WHAT YOU NEED TO DO: Give again the line that contains "fn parse_list(row: &Row, idx: usize)" and every line after it to the end of the records. Keep them exactly as they are and add nothing.
* * * * *
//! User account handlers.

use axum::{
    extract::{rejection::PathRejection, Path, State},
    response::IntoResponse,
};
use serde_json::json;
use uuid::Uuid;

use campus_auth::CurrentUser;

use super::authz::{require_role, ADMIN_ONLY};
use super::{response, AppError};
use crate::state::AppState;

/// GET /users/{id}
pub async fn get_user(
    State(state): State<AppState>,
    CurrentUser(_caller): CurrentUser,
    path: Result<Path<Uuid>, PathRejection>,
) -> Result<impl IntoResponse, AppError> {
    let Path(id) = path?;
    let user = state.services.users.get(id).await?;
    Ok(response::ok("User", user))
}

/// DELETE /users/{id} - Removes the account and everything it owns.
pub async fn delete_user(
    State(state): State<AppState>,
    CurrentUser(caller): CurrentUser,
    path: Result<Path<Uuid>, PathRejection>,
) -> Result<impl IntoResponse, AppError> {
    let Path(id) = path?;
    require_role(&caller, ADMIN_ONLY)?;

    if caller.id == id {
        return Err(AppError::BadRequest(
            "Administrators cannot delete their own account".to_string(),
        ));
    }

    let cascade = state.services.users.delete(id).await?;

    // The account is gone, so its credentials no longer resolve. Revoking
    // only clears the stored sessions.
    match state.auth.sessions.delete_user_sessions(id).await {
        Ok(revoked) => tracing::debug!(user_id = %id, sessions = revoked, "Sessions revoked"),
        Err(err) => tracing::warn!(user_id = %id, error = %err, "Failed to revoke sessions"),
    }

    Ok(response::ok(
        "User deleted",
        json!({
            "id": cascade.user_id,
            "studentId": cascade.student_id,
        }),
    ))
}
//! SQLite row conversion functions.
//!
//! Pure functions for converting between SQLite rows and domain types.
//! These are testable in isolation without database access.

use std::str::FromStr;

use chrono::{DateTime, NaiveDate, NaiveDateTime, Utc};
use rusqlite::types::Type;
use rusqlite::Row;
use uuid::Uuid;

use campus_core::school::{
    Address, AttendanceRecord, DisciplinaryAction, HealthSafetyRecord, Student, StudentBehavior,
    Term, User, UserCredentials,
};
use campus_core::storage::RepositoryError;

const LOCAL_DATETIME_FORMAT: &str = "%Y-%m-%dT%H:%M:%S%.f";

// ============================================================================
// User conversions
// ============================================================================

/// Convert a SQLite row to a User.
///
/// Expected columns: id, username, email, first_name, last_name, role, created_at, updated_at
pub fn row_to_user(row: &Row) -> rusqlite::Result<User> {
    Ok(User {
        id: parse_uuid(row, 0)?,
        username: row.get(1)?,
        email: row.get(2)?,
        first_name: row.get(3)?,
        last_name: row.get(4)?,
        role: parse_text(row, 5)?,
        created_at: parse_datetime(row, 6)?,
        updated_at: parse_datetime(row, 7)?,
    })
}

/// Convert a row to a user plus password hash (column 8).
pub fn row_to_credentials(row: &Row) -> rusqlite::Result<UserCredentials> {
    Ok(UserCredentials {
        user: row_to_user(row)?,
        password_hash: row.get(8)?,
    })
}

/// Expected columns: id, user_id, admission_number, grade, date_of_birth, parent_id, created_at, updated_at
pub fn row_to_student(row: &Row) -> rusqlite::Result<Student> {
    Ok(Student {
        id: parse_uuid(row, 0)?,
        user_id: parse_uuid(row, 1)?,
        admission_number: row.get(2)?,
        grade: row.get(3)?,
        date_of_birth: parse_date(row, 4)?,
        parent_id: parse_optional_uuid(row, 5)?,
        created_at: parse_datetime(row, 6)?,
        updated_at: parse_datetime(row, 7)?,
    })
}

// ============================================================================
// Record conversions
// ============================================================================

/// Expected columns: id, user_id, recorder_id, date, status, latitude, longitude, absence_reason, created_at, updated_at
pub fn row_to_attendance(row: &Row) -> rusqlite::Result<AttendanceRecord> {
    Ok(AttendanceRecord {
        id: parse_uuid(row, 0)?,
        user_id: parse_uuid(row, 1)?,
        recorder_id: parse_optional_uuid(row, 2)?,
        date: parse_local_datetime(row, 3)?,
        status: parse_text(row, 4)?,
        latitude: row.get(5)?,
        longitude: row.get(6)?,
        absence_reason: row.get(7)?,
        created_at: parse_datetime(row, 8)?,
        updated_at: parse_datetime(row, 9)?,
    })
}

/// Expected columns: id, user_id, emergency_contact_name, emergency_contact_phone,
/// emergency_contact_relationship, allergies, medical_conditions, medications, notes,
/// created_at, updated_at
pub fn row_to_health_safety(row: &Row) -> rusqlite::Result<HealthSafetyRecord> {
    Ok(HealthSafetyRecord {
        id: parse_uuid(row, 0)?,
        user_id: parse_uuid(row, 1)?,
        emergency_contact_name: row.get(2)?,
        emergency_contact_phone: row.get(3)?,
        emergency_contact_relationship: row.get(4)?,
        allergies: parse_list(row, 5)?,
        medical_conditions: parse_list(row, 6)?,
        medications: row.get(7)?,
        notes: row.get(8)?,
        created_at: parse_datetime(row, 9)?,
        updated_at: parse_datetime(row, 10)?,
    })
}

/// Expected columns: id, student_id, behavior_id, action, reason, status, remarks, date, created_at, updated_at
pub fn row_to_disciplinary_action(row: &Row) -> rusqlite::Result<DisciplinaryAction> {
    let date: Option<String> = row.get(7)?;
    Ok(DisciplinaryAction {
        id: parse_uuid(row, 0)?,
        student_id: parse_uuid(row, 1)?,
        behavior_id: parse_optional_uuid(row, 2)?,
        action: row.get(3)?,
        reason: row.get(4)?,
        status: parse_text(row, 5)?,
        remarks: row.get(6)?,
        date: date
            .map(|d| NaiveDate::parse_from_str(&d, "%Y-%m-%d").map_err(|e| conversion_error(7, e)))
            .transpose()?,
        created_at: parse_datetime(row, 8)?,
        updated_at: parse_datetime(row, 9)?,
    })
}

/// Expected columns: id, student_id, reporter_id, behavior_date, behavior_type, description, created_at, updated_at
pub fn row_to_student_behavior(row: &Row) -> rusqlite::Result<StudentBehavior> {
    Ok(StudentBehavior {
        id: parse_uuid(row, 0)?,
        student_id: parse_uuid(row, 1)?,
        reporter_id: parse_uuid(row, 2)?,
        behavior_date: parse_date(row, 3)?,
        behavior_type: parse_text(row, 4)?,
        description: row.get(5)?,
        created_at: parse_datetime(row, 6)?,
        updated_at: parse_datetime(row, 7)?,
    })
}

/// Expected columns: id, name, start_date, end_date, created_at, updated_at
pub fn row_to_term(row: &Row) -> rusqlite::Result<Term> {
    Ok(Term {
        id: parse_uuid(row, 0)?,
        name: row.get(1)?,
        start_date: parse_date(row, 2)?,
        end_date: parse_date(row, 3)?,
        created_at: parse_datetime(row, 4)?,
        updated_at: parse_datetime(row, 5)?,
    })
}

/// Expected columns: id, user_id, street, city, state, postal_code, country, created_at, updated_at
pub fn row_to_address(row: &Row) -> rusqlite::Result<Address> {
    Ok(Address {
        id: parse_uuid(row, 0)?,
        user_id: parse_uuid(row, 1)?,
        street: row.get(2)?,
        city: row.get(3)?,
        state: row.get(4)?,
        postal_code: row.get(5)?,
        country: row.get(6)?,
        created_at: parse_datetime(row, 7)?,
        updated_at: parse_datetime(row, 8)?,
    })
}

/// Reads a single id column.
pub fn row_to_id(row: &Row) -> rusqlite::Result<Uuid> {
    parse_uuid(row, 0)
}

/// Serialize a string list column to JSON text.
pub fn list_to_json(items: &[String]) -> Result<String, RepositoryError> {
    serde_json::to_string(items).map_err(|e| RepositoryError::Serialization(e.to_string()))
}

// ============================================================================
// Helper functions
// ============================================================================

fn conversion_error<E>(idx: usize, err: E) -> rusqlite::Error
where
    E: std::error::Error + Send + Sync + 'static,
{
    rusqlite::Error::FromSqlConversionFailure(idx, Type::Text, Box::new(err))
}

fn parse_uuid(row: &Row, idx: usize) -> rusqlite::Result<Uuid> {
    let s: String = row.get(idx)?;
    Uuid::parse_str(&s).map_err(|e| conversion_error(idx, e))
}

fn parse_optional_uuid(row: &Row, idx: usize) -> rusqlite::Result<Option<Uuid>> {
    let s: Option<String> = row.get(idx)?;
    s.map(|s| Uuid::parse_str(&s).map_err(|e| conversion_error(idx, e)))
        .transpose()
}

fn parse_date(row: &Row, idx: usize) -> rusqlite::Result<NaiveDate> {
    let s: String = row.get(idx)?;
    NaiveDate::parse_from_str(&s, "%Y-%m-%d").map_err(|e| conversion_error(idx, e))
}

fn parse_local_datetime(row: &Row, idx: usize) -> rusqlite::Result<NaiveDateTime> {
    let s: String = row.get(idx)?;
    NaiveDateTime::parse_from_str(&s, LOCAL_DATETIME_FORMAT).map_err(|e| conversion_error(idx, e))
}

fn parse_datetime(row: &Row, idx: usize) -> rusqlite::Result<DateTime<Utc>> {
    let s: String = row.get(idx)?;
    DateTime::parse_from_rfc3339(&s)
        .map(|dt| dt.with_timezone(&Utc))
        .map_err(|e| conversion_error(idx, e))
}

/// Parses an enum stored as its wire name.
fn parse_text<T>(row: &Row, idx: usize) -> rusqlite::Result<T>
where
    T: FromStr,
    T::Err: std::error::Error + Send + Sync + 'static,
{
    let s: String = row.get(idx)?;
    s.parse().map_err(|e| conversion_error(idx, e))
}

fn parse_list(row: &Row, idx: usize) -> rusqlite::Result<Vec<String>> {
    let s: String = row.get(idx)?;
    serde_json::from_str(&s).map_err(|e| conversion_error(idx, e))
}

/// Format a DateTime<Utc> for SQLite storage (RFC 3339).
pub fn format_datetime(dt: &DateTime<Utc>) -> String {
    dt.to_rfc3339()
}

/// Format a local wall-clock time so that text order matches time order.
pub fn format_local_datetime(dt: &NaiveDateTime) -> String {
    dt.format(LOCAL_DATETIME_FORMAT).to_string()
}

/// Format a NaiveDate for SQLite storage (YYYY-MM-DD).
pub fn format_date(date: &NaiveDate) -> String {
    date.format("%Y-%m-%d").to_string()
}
* * * * *
WRITTEN RESPONSE:
fn parse_list(row: &Row, idx: usize) -> rusqlite::Result<Vec<String>> {
    let s: String = row.get(idx)?;
    serde_json::from_str(&s).map_err(|e| conversion_error(idx, e))
}

/// Format a DateTime<Utc> for SQLite storage (RFC 3339).
pub fn format_datetime(dt: &DateTime<Utc>) -> String {
    dt.to_rfc3339()
}

/// Format a local wall-clock time so that text order matches time order.
pub fn format_local_datetime(dt: &NaiveDateTime) -> String {
    dt.format(LOCAL_DATETIME_FORMAT).to_string()
}

/// Format a NaiveDate for SQLite storage (YYYY-MM-DD).
pub fn format_date(date: &NaiveDate) -> String {
    date.format("%Y-%m-%d").to_string()
}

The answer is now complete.